El 23 de enero, día en que el glorioso pueblo de Venezuela, se zafó de la última dictadura nacional, del general Marcos Pérez Jiménez, en 1958 recibió la noticia, ya en 2014 –en pleno siglo XXI- que el régimen de turno, que debía velar por el bienestar, el desarrollo y crecimiento de cada venezolano, otra vez había actuado, despiadadamente, contra los más pobres, los débiles, el ciudadano común y corriente.

Así es. El régimen castromadurista -incapaz de corregir el corrupto manejo económico nacional- tras el desacertado enroque de ministros del área, la creación de 111 viceministerios, el crecimiento del clientelismo político y la ineficiencia en el manejo de los dineros públicos, asestó un duro golpe a los más pobres de la patria, protegiendo a las “bandas de boliburgueses” del modelo “socialista del siglo XXI”. Esa suerte de hombre nuevo, tan ampliamente pregonado por la propaganda del régimen, que no es más que un ciudadano aprovechado de los fondos públicos y de cuanto “guiso” hay en los ministerios y misiones, para hacerse de ingentes cantidades de dinero –preferentemente en dólares- a fin de mantener su nuevo “status” de camarada influyente en las cuestiones de gobierno.

En general, las medidas económicas del presidente Maduro han demostrado la fragilidad del régimen: conservar y ampliar los intereses de quienes “sostienen” el modelo. Esta es la delicada “operación” que debe construir en su lenguaje y acción el alto funcionario de Miraflores; como en el viejo cuento infantil. “El traje nuevo del Emperador”, de Hans Christian Andersen. Vemos ahora, por medio de su afamada corte, una infame y triste declaración contra los más pobres. Sí, los más pobres.

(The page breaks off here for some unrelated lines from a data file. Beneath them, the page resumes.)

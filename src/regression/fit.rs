use crate::regression::{Error, SampleSet};

/// Fitted line `y = slope × x + intercept`.
#[derive(Debug, Copy, Clone, PartialEq)]
pub struct Fit {
    pub slope: f64,
    pub intercept: f64,
}

/// Ordinary least squares over the centered sums.
///
/// Fails with [`Error::NotFitable`] when all the X's are equal,
/// which includes a single sample. The zero check is exact on purpose.
/// Sums overflowing `f64` are not fitable either: the line is always finite.
pub fn fit(samples: &SampleSet) -> Result<Fit, Error> {
    let n = samples.len() as f64;
    let (sum_x, sum_y) = samples
        .iter()
        .fold((0.0, 0.0), |(sum_x, sum_y), sample| (sum_x + sample.x, sum_y + sample.y));
    let (mean_x, mean_y) = (sum_x / n, sum_y / n);

    let (s_xy, s_xx) = samples.iter().fold((0.0, 0.0), |(s_xy, s_xx), sample| {
        let dx = sample.x - mean_x;
        (s_xy + dx * (sample.y - mean_y), s_xx + dx * dx)
    });
    if s_xx == 0.0 {
        return Err(Error::NotFitable);
    }

    let slope = s_xy / s_xx;
    let intercept = mean_y - slope * mean_x;
    if !slope.is_finite() || !intercept.is_finite() {
        return Err(Error::NotFitable);
    }
    Ok(Fit { slope, intercept })
}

El crecimiento de viajeros al exterior, decenas de miles de mujeres y hombres de a pie que tomaron un vuelo al extranjero con el doble propósito de “conocer mundo” y hacerse de un dinero fácil tras el absurdo sistema de canje en dólares por moneda nacional. Un dólar era cotizado entre 10 o 14 veces más en el mercado local, permitiendo hacer al pueblo conteste con la rebatiña de 15 años que llevan los boliburgueses del régimen (esa clase parasitaria subproducto de la corrupción del socialismo del siglo XXI).

La devaluación planteada no es más que eso. El Sistema Complementario de Administración de Divisas (SICAD), que origina una tasa de cambio del dólar según las necesidades del Gobierno, será la que regirá a ese pueblo que consiguió la rendija por la que se reía, con “viveza criolla” de la apropiación, ahora hecha “orgía” por un grueso número de ciudadanos. Esas subastas, serán las que regirán el pago de sus tarjetas de crédito, usadas con desenfado por el común. La “venta de los cupos electrónicos” que hacía reír al pueblo –por ahora- de las afamadas medidas económicas, diseñadas por matemáticos e ingenieros, que simplemente buscan construir una muralla para contener la brecha conseguida por el ciudadano común, mucho más brillante que sus gobernantes.

El dólar está a 6,30 para los “negocios prioritarios”. Esos negocios de los “enchufados” que traen azúcar del exterior para “embolsarla” en los centrales azucareros “expropiados” en 2005 y que ahora muestran a los flamantes conmilitones. Piensan que este pueblo es bolsa y no se percata que, el gran negocio de quienes sostienen Miraflores, está en ese diferencial cambiario que empobrece día a día al pueblo y que enriquece exponencialmente a una “cuerda” de nuevos ricos que tienen acceso libre a las divisas. Como escribiría Andersen en su cuento: “está desnudo el Emperador” ¿…por cuánto tiempo?

El autor es Economista, Master en Planificación del Desarrollo Económico y Doctor en Ciencias Económicas y Administrativas.